For Alaska, fresh off its $1.9 billion Hawaiian Airlines acquisition, the Reykjavik launch is the second piece of an aggressive long-haul move. The first was its inaugural transatlantic flight from Seattle to a European hub in April. The second is this: a 737 MAX 8 on a North-Atlantic great-circle, eight-and-a-half hours each way, into the city most American leisure travellers want to see at least once.
Quick Facts
Launch date: 28 May 2026
Route: Seattle-Tacoma (SEA) ↔ Reykjavik Keflavík (KEF)
Aircraft: Boeing 737 MAX 8
Frequency: Daily, seasonal (May–October)
Flight time: ~8h 25m eastbound, ~7h 15m westbound
Alaska’s second transatlantic route ever
A single-aisle on the North Atlantic
This is now a regular pattern. The 737 MAX 8 — like the A321neo XLR that started serving Aer Lingus’s Dublin-Raleigh route in April — has the range to cross the Atlantic on a great-circle route from any West Coast hub. From Seattle, Reykjavik sits at exactly the kind of distance the MAX 8 was built for: long enough that the airframe pays off versus a wide-body, short enough that two crews can sleep on the ground rather than in the back of the plane.

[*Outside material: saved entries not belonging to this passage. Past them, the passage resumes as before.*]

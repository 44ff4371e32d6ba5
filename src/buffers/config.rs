use derive_builder::Builder;

use super::BufferError;

/// When missing positions get their concealment generated.
#[derive(Debug, Default, Clone, Copy, PartialEq, Eq)]
pub enum ConcealmentMode {
    /// Positions are concealed only when a dequeue reaches them still empty.
    #[default]
    Lazy,
    /// `prepare` conceals the first `min_depth_elements` positions up front.
    /// Real data arriving before playout replaces the concealment.
    Eager,
}

/// Fixed configuration of a jitter buffer.
///
/// `min_length_ms` and `max_length_ms` bound the buffered depth in wall-clock
/// terms and are turned into element counts through `clock_rate`, the number
/// of elements per second.
#[derive(Debug, Clone, PartialEq, Eq, Builder)]
#[builder(build_fn(error = "BufferError"))]
pub struct JitterBufferConfig {
    pub element_size: usize,
    pub packet_elements: usize,
    pub clock_rate: u64,
    pub max_length_ms: u64,
    pub min_length_ms: u64,
    #[builder(setter(into), default = "String::from(\"jitter\")")]
    pub name: String,
    #[builder(default)]
    pub concealment_mode: ConcealmentMode,
}

/// Depth bounds in elements, derived once from a configuration.
#[derive(Debug, Clone, Copy, PartialEq, Eq)]
pub struct DepthBounds {
    pub min_depth_elements: usize,
    pub max_depth_elements: usize,
}

fn ms_to_elements(length_ms: u64, clock_rate: u64) -> u64 {
    ((length_ms as u128 * clock_rate as u128) / 1000).min(usize::MAX as u128) as u64
}

impl JitterBufferConfig {
    pub fn new(
        element_size: usize,
        packet_elements: usize,
        clock_rate: u64,
        max_length_ms: u64,
        min_length_ms: u64,
    ) -> Self {
        JitterBufferConfig {
            element_size,
            packet_elements,
            clock_rate,
            max_length_ms,
            min_length_ms,
            name: String::from("jitter"),
            concealment_mode: ConcealmentMode::default(),
        }
    }

    pub fn builder() -> JitterBufferConfigBuilder {
        JitterBufferConfigBuilder::default()
    }

    pub fn validate(&self) -> Result<DepthBounds, BufferError> {
        if self.element_size == 0 {
            return Err(BufferError::ZeroElementSize);
        }
        if self.packet_elements == 0 {
            return Err(BufferError::ZeroPacketElements);
        }
        if self.min_length_ms > self.max_length_ms {
            return Err(BufferError::InvalidDepthRange {
                min_length_ms: self.min_length_ms,
                max_length_ms: self.max_length_ms,
            });
        }
        let max_depth_elements = ms_to_elements(self.max_length_ms, self.clock_rate) as usize;
        if max_depth_elements == 0 {
            return Err(BufferError::ZeroCapacity {
                clock_rate: self.clock_rate,
                max_length_ms: self.max_length_ms,
            });
        }
        Ok(DepthBounds {
            min_depth_elements: ms_to_elements(self.min_length_ms, self.clock_rate) as usize,
            max_depth_elements,
        })
    }

    /// Converts an element count back into milliseconds.
    pub fn elements_to_ms(&self, elements: usize) -> u64 {
        if self.clock_rate == 0 {
            return 0;
        }
        ((elements as u128 * 1000) / self.clock_rate as u128) as u64
    }
}

#[cfg(test)]
mod config_tests {
    use super::*;
    use rstest::rstest;

    #[test]
    fn test_config_derives_depths_from_clock_rate() {
        let bounds = JitterBufferConfig::new(2, 4, 1000, 100, 20).validate().unwrap();
        assert_eq!(
            bounds,
            DepthBounds {
                min_depth_elements: 20,
                max_depth_elements: 100
            }
        );
    }

    #[rstest]
    #[case(48000, 100, 20)]
    #[case(48000, 60, 60)]
    #[case(8000, 1000, 0)]
    #[case(1000, 3, 1)]
    #[case(16000, 250, 249)]
    fn test_config_max_depth_never_below_min_depth(
        #[case] clock_rate: u64,
        #[case] max_length_ms: u64,
        #[case] min_length_ms: u64,
    ) {
        let config = JitterBufferConfig::new(4, 480, clock_rate, max_length_ms, min_length_ms);
        let bounds = config.validate().unwrap();
        assert!(bounds.max_depth_elements >= bounds.min_depth_elements);
        assert_eq!(
            bounds.max_depth_elements as u64,
            max_length_ms * clock_rate / 1000
        );
        assert_eq!(
            bounds.min_depth_elements as u64,
            min_length_ms * clock_rate / 1000
        );
    }

    #[rstest]
    #[case(JitterBufferConfig::new(0, 4, 1000, 100, 20), BufferError::ZeroElementSize)]
    #[case(JitterBufferConfig::new(2, 0, 1000, 100, 20), BufferError::ZeroPacketElements)]
    #[case(
        JitterBufferConfig::new(2, 4, 1000, 20, 100),
        BufferError::InvalidDepthRange { min_length_ms: 100, max_length_ms: 20 }
    )]
    #[case(
        JitterBufferConfig::new(2, 4, 10, 50, 0),
        BufferError::ZeroCapacity { clock_rate: 10, max_length_ms: 50 }
    )]
    #[case(
        JitterBufferConfig::new(2, 4, 1000, 0, 0),
        BufferError::ZeroCapacity { clock_rate: 1000, max_length_ms: 0 }
    )]
    fn test_config_rejects_invalid_parameters(
        #[case] config: JitterBufferConfig,
        #[case] expected: BufferError,
    ) {
        assert_eq!(config.validate().unwrap_err(), expected);
    }

    #[test]
    fn test_config_builder_applies_defaults() {
        let config = JitterBufferConfig::builder()
            .element_size(4)
            .packet_elements(480)
            .clock_rate(48000)
            .max_length_ms(200)
            .min_length_ms(40)
            .build()
            .unwrap();
        assert_eq!(config.name, "jitter");
        assert_eq!(config.concealment_mode, ConcealmentMode::Lazy);
        assert_eq!(config, JitterBufferConfig::new(4, 480, 48000, 200, 40));
    }

    #[test]
    fn test_config_builder_errors_on_missing_field() {
        let result = JitterBufferConfig::builder()
            .element_size(4)
            .packet_elements(480)
            .clock_rate(48000)
            .min_length_ms(40)
            .build();
        assert_eq!(
            result.unwrap_err(),
            BufferError::MissingField("max_length_ms".to_string())
        );
    }

    #[test]
    fn test_config_elements_to_ms() {
        let config = JitterBufferConfig::new(4, 480, 48000, 200, 40);
        assert_eq!(config.elements_to_ms(960), 20);
        assert_eq!(config.elements_to_ms(0), 0);
    }
}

The economics also benefit from one of the world’s most efficient airports. Keflavík handles 8 million passengers a year through a single terminal designed for fast transfer. American visitor arrivals into Iceland tripled between 2013 and 2019, levelled off during the pandemic, and have grown by roughly 8 percent annually since. The bulk of those passengers used to arrive on Icelandair via JFK or Boston. Alaska’s Seattle flight opens the same door from the Pacific Northwest.

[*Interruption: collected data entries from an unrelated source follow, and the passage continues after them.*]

#![allow(dead_code)]

use std::sync::RwLock;
use std::sync::atomic::{AtomicUsize, Ordering};

use async_trait::async_trait;
use time::OffsetDateTime;
use uuid::Uuid;

use kindred::application::repos::{
    CreatePostParams, PostsRepo, PostsWriteRepo, RepoError, UpdatePostParams,
};
use kindred::domain::entities::PostRecord;
use kindred::domain::types::PostStatus;

pub fn sample_post(slug: &str, tags: &[&str]) -> PostRecord {
    PostRecord {
        id: Uuid::new_v4(),
        slug: slug.to_string(),
        title: format!("Title for {slug}"),
        summary: format!("Summary for {slug}"),
        tags: tags.iter().map(|tag| tag.to_string()).collect(),
        status: PostStatus::Published,
        published_at: Some(OffsetDateTime::now_utc()),
        deleted_at: None,
        metadata: serde_json::Value::Object(serde_json::Map::new()),
        created_at: OffsetDateTime::now_utc(),
        updated_at: OffsetDateTime::now_utc(),
    }
}

/// In-memory repository double with query accounting, standing in for the
/// Postgres layer.
pub struct StubPostsRepo {
    posts: RwLock<Vec<PostRecord>>,
    overlap_queries: AtomicUsize,
    slug_queries: AtomicUsize,
}

impl StubPostsRepo {
    pub fn new(posts: Vec<PostRecord>) -> Self {
        Self {
            posts: RwLock::new(posts),
            overlap_queries: AtomicUsize::new(0),
            slug_queries: AtomicUsize::new(0),
        }
    }

    /// Number of candidate (overlap) queries issued so far.
    pub fn overlap_queries(&self) -> usize {
        self.overlap_queries.load(Ordering::SeqCst)
    }

    pub fn slug_queries(&self) -> usize {
        self.slug_queries.load(Ordering::SeqCst)
    }

    fn snapshot(&self) -> Vec<PostRecord> {
        self.posts.read().expect("posts lock").clone()
    }
}

fn overlaps(a: &[String], b: &[String]) -> bool {
    a.iter().any(|tag| b.contains(tag))
}

#[async_trait]
impl PostsRepo for StubPostsRepo {
    async fn find_by_slug(&self, slug: &str) -> Result<Option<PostRecord>, RepoError> {
        self.slug_queries.fetch_add(1, Ordering::SeqCst);
        Ok(self.snapshot().into_iter().find(|post| post.slug == slug))
    }

    async fn find_by_id(&self, id: Uuid) -> Result<Option<PostRecord>, RepoError> {
        Ok(self.snapshot().into_iter().find(|post| post.id == id))
    }

    async fn list_overlapping(
        &self,
        tags: &[String],
        exclude_slug: &str,
    ) -> Result<Vec<PostRecord>, RepoError> {
        self.overlap_queries.fetch_add(1, Ordering::SeqCst);
        Ok(self
            .snapshot()
            .into_iter()
            .filter(|post| {
                post.is_visible() && post.slug != exclude_slug && overlaps(tags, &post.tags)
            })
            .collect())
    }

    async fn list_posts(
        &self,
        include_deleted: bool,
        limit: u32,
    ) -> Result<Vec<PostRecord>, RepoError> {
        Ok(self
            .snapshot()
            .into_iter()
            .filter(|post| include_deleted || post.deleted_at.is_none())
            .take(limit as usize)
            .collect())
    }

    async fn ping(&self) -> Result<(), RepoError> {
        Ok(())
    }
}

#[async_trait]
impl PostsWriteRepo for StubPostsRepo {
    async fn create_post(&self, params: CreatePostParams) -> Result<PostRecord, RepoError> {
        let mut posts = self.posts.write().expect("posts lock");
        if posts.iter().any(|post| post.slug == params.slug) {
            return Err(RepoError::Duplicate {
                constraint: "posts_slug_key".to_string(),
            });
        }

        let now = OffsetDateTime::now_utc();
        let post = PostRecord {
            id: Uuid::new_v4(),
            slug: params.slug,
            title: params.title,
            summary: params.summary,
            tags: params.tags,
            status: params.status,
            published_at: params.published_at,
            deleted_at: None,
            metadata: params.metadata,
            created_at: now,
            updated_at: now,
        };
        posts.push(post.clone());
        Ok(post)
    }

    async fn update_post(&self, params: UpdatePostParams) -> Result<PostRecord, RepoError> {
        let mut posts = self.posts.write().expect("posts lock");
        let post = posts
            .iter_mut()
            .find(|post| post.id == params.id)
            .ok_or(RepoError::NotFound)?;

        post.title = params.title;
        post.summary = params.summary;
        post.tags = params.tags;
        post.status = params.status;
        post.published_at = params.published_at;
        post.metadata = params.metadata;
        post.updated_at = OffsetDateTime::now_utc();
        Ok(post.clone())
    }

    async fn delete_post(&self, id: Uuid) -> Result<PostRecord, RepoError> {
        let mut posts = self.posts.write().expect("posts lock");
        let post = posts
            .iter_mut()
            .find(|post| post.id == id)
            .ok_or(RepoError::NotFound)?;

        post.deleted_at = Some(OffsetDateTime::now_utc());
        post.updated_at = OffsetDateTime::now_utc();
        Ok(post.clone())
    }

    async fn restore_post(&self, id: Uuid) -> Result<PostRecord, RepoError> {
        let mut posts = self.posts.write().expect("posts lock");
        let post = posts
            .iter_mut()
            .find(|post| post.id == id)
            .ok_or(RepoError::NotFound)?;

        post.deleted_at = None;
        post.updated_at = OffsetDateTime::now_utc();
        Ok(post.clone())
    }
}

What Alaska is actually doing
The wider context is Alaska’s strategic pivot. The carrier acquired Hawaiian Airlines in late 2024 — closing the deal in March 2025 — and inherited a long-haul widebody fleet (A330s, 787s) for the first time in its history. That widebody capacity now flies Hawaiian routes and a small handful of transpacific flights. The narrowbody Reykjavik launch is, in industry terms, the experiment: can the Alaska brand, built on West Coast leisure, extend to a transatlantic destination? If Reykjavik works, Dublin, Edinburgh, Manchester and Lisbon are all geographically and aircraft-feasibly within reach.
Iceland’s tourism math, in one number
Tourism is the single largest sector of the Icelandic economy. The country received 2.3 million visitors in 2024 against a permanent population of 393,000 — a six-to-one tourist-to-resident ratio that exceeds every other European destination including Spain. Roughly 28 percent of those visitors come from the US, and the Pacific Northwest has historically been underrepresented because of the indirect routing.

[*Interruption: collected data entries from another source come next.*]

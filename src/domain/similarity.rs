//! Tag-set similarity scoring.
//!
//! Related-post ranking is driven by the Jaccard index of two posts' tag
//! sets: the size of the intersection divided by the size of the union.
//! Tags are compared verbatim (case-sensitive); normalization is the
//! responsibility of the write path, which slugifies tags before persisting.

use std::collections::HashSet;

/// Number of tags shared by both sets, with duplicates collapsed.
pub fn common_tag_count(a: &[String], b: &[String]) -> usize {
    let left: HashSet<&str> = a.iter().map(String::as_str).collect();
    let right: HashSet<&str> = b.iter().map(String::as_str).collect();
    left.intersection(&right).count()
}

/// Jaccard index of two tag sets, in `[0, 1]`.
///
/// Two empty sets score 0 rather than 1: an untagged post has no similarity
/// basis, and "vacuously identical" would rank it against everything.
pub fn jaccard(a: &[String], b: &[String]) -> f64 {
    let left: HashSet<&str> = a.iter().map(String::as_str).collect();
    let right: HashSet<&str> = b.iter().map(String::as_str).collect();

    let union = left.union(&right).count();
    if union == 0 {
        return 0.0;
    }

    let intersection = left.intersection(&right).count();
    intersection as f64 / union as f64
}

#[cfg(test)]
mod tests {
    use super::*;

    fn tags(values: &[&str]) -> Vec<String> {
        values.iter().map(|v| v.to_string()).collect()
    }

    #[test]
    fn jaccard_is_bounded_and_symmetric() {
        let cases = [
            (tags(&["react", "nextjs"]), tags(&["react", "nextjs", "css"])),
            (tags(&["react"]), tags(&["vue"])),
            (tags(&[]), tags(&["rust"])),
            (tags(&["a", "b", "c"]), tags(&["c"])),
        ];

        for (a, b) in &cases {
            let forward = jaccard(a, b);
            let backward = jaccard(b, a);
            assert!((0.0..=1.0).contains(&forward), "out of bounds: {forward}");
            assert_eq!(forward, backward, "asymmetric for {a:?} / {b:?}");
        }
    }

    #[test]
    fn empty_sets_score_zero() {
        assert_eq!(jaccard(&[], &[]), 0.0);
    }

    #[test]
    fn identical_non_empty_sets_score_one() {
        let a = tags(&["rust", "tokio", "axum"]);
        assert_eq!(jaccard(&a, &a), 1.0);
    }

    #[test]
    fn worked_example() {
        let target = tags(&["react", "nextjs"]);

        // |{react, nextjs}| / |{react, nextjs, css}| = 2/3
        let b = jaccard(&target, &tags(&["react", "nextjs", "css"]));
        assert!((b - 2.0 / 3.0).abs() < f64::EPSILON);

        // |{react}| / |{react, nextjs}| = 1/2
        let c = jaccard(&target, &tags(&["react"]));
        assert_eq!(c, 0.5);

        let d = jaccard(&target, &tags(&["vue"]));
        assert_eq!(d, 0.0);
    }

    #[test]
    fn duplicate_tags_collapse() {
        let a = tags(&["rust", "rust", "tokio"]);
        let b = tags(&["rust", "tokio", "tokio"]);
        assert_eq!(jaccard(&a, &b), 1.0);
        assert_eq!(common_tag_count(&a, &b), 2);
    }
}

Alaska’s flight changes that calculus. Daily seasonal service from Seattle means a Pacific Northwest traveller can leave on a Friday evening and be hiking the Reykjanes peninsula by Saturday morning. For Icelandic tourism operators, it is one of the highest-value route launches of the year. For Alaska, it is the start of an experiment that — if it works — will turn the airline from a West Coast leisure carrier into a transatlantic player by the end of the decade.